Kein Schadensersatz bei Down-Syndrom des Kindes

Ein Paar hatte von Frauenärzten Schadensersatz und Schmerzensgeld verlangt, weil diese das Down-Syndrom und einen Herzfehler in der Schwangerschaft nicht erkannt hatten. Die Klage des Ehepaares gegen die Ärzte wurde abgewiesen, denn dem beklagten Mediziner sei kein Vorwurf zu machen, befand der Vorsitzende Richter. Ein Sachverständiger und Pränatalmediziner hatte vor Gericht dargelegt, das im Ultraschall vor der Geburt sichtbare, womöglich geringfügig verkürzte Nasenbein sei kein signifikanter Hinweis auf eine Trisomie 21 gewesen. Deshalb sei es gerechtfertigt gewesen, dass der untersuchende Arzt dieses Detail gar nicht mit der werdenden Mutter besprochen habe – um diese nicht unnötig in Sorge zu stürzen.
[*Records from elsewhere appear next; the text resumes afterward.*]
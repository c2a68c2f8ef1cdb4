//! Input subsystem.
//!
//! Public API is platform-agnostic and does not expose winit types.
//! The runtime translates window events through `platform::winit`.

mod frame;
mod state;
mod types;

pub(crate) mod platform;

pub use frame::InputFrame;
pub use state::InputState;
pub use types::{InputEvent, Key, KeyState, Modifiers};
Weitere Parameter wie die Länge des Oberschenkelknochens hätten keinerlei Auffälligkeiten ergeben. Auch der Herzfehler des Mädchens hätte zwar eventuell festgestellt werden können, aber nicht festgestellt werden müssen, sagte der Sachverständige. Nur in 40 bis 50 Prozent der Fälle würden Herzfehler schon während der Schwangerschaft erkannt. Die Behinderungen des Mädchens seien durch eine Verkettung unglücklicher Umstände nicht erkannt worden, erklären ARAG Experten die Begründung des Gerichts (OLG München).